Mais dans le fond, vivre l’aventure c’est quoi ? Bouddha disait que le plus grand voyageur n’est pas celui qui a fait cent fois le tour de la planète, mais une fois entièrement le tour de lui-même. D’autres disent que l’aventure se trouve dans le chemin et non la destination. Des phrases qui parlent et crient aussi fort en moi que ce besoin insatiable de sortir des sentiers battus et de vivre en sauvage avec mon sac sur le dos. Mais j’ai réalisé que je pouvais voir l’aventure différemment, puisque la vie me propose d’être présentement moins mobile. J’ai donc décidé de faire de ma cour arrière un lieu d’aventure et de découverte me permettant de renouer contact avec mon environnement immédiat. Comme quand j’étais enfant et que mon jardin était le théâtre d’histoire de pirates, d’explorateurs polaires ou de naufragés sur une île déserte. C’est aussi ça, être en adéquation avec les valeurs de proximité et de tourisme local, de pratiquer les sports de plein air qui me font sentir libre, mais aussi de découvrir des éléments naturels qui m’avaient échappés jusqu’à présent, alors qu’ils sont présents sous mes yeux quotidiennement. Nul besoin de partir à chaque fois à l’autre bout du monde pour vivre de grandes aventures. Et c’est une vision que je vous invite à expérimenter.

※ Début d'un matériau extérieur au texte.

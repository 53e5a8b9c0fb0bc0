//! Candidate module - similarity-search results and their scored form

use crate::Chunk;

/// A chunk returned by similarity search for one query
///
/// Ephemeral: created per query, consumed by the policy pipeline.
#[derive(Debug, Clone)]
pub struct Candidate {
    /// The retrieved chunk
    pub chunk: Chunk,

    /// Raw similarity score (higher = more similar; cosine similarity of
    /// unit vectors, so inner product)
    pub sim: f32,
}

/// One scoring adjustment applied by the policy reranker
///
/// Adjustments are recorded structurally for testing and rendered to the
/// human-readable reason-trail shape at the interface boundary.
#[derive(Debug, Clone, PartialEq)]
pub struct Adjustment {
    /// Name of the policy rule that fired
    pub rule: &'static str,

    /// What triggered the rule, e.g. `query asks standard, doc_type=STD`
    pub trigger: String,

    /// Signed score delta applied
    pub delta: f32,
}

impl Adjustment {
    /// Render to the reason-trail string shape:
    /// `type-authority: query asks standard, doc_type=STD +0.15`
    pub fn render(&self) -> String {
        format!("{}: {} {:+.2}", self.rule, self.trigger, self.delta)
    }
}

/// A candidate after policy reranking
#[derive(Debug, Clone)]
pub struct ScoredCandidate {
    /// The underlying candidate
    pub candidate: Candidate,

    /// Final score: raw similarity plus every adjustment delta
    pub score: f32,

    /// Adjustments in application order. Append-only; never reordered.
    pub adjustments: Vec<Adjustment>,
}

impl ScoredCandidate {
    /// The full reason trail, in application order. The first entry records
    /// the raw similarity; one entry follows per fired rule.
    pub fn reasons(&self) -> Vec<String> {
        let mut reasons = Vec::with_capacity(self.adjustments.len() + 1);
        reasons.push(format!("sim={:.4}", self.candidate.sim));
        reasons.extend(self.adjustments.iter().map(Adjustment::render));
        reasons
    }
}

#[cfg(test)]
mod tests {
    use super::*;
    use std::collections::BTreeMap;

    fn candidate(sim: f32) -> Candidate {
        Candidate {
            chunk: Chunk {
                chunk_id: "STD-02::chunk-000".to_string(),
                doc_id: "STD-02".to_string(),
                doc_type: "STD".to_string(),
                text: String::new(),
                meta: BTreeMap::new(),
            },
            sim,
        }
    }

    #[test]
    fn test_adjustment_render_signed() {
        let boost = Adjustment {
            rule: "type-authority",
            trigger: "query asks standard, doc_type=STD".to_string(),
            delta: 0.15,
        };
        assert_eq!(
            boost.render(),
            "type-authority: query asks standard, doc_type=STD +0.15"
        );

        let penalty = Adjustment {
            rule: "type-authority",
            trigger: "query asks standard, doc_type=ADR".to_string(),
            delta: -0.05,
        };
        assert_eq!(
            penalty.render(),
            "type-authority: query asks standard, doc_type=ADR -0.05"
        );
    }

    #[test]
    fn test_reason_trail_starts_with_sim() {
        let scored = ScoredCandidate {
            candidate: candidate(0.8123),
            score: 0.8923,
            adjustments: vec![Adjustment {
                rule: "status-gating",
                trigger: "status=approved".to_string(),
                delta: 0.08,
            }],
        };

        let reasons = scored.reasons();
        assert_eq!(reasons.len(), 2);
        assert_eq!(reasons[0], "sim=0.8123");
        assert_eq!(reasons[1], "status-gating: status=approved +0.08");
    }

    #[test]
    fn test_reason_trail_preserves_order() {
        let adjustments = vec![
            Adjustment {
                rule: "type-authority",
                trigger: "a".to_string(),
                delta: 0.15,
            },
            Adjustment {
                rule: "status-gating",
                trigger: "b".to_string(),
                delta: 0.08,
            },
            Adjustment {
                rule: "freshness",
                trigger: "c".to_string(),
                delta: 0.05,
            },
        ];
        let scored = ScoredCandidate {
            candidate: candidate(0.5),
            score: 0.78,
            adjustments: adjustments.clone(),
        };

        let reasons = scored.reasons();
        for (reason, adj) in reasons.iter().skip(1).zip(&adjustments) {
            assert_eq!(*reason, adj.render());
        }
    }
}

C’est ainsi, que par une belle matinée d’avril, nous avons chaussé nos skis Hok à même notre perron, sac à dos sur le dos, la gamelle et le café y attendant sagement, prêts à être sortie sur le manteau neigeux, comme si nous partions en expédition hivernale. La plus belle manière de ne pas me mettre de pression… Si mon corps m’arrête, la maison n’est qu’à quelques glissades et mon compagnon me tendra sa main sécuritaire et bienveillante.
Nous descendons la pente du champ jusqu’à la rivière du Loup. Cette étendue blanche se jetant dans la rivière est aussi majestueuse que les photos d’aventure professionnelles que je regarde chaque soir avant de m’endormir. Je me prends à regarder cet environnement comme pour la première fois, dans tous ces détails. La façon dont les arbres se penchent au-dessus de la rivière, l’urubu qui tourne au-dessus de nos têtes et les odeurs de la forêt alluviale. Celles des aulnes, des frênes et des peupliers.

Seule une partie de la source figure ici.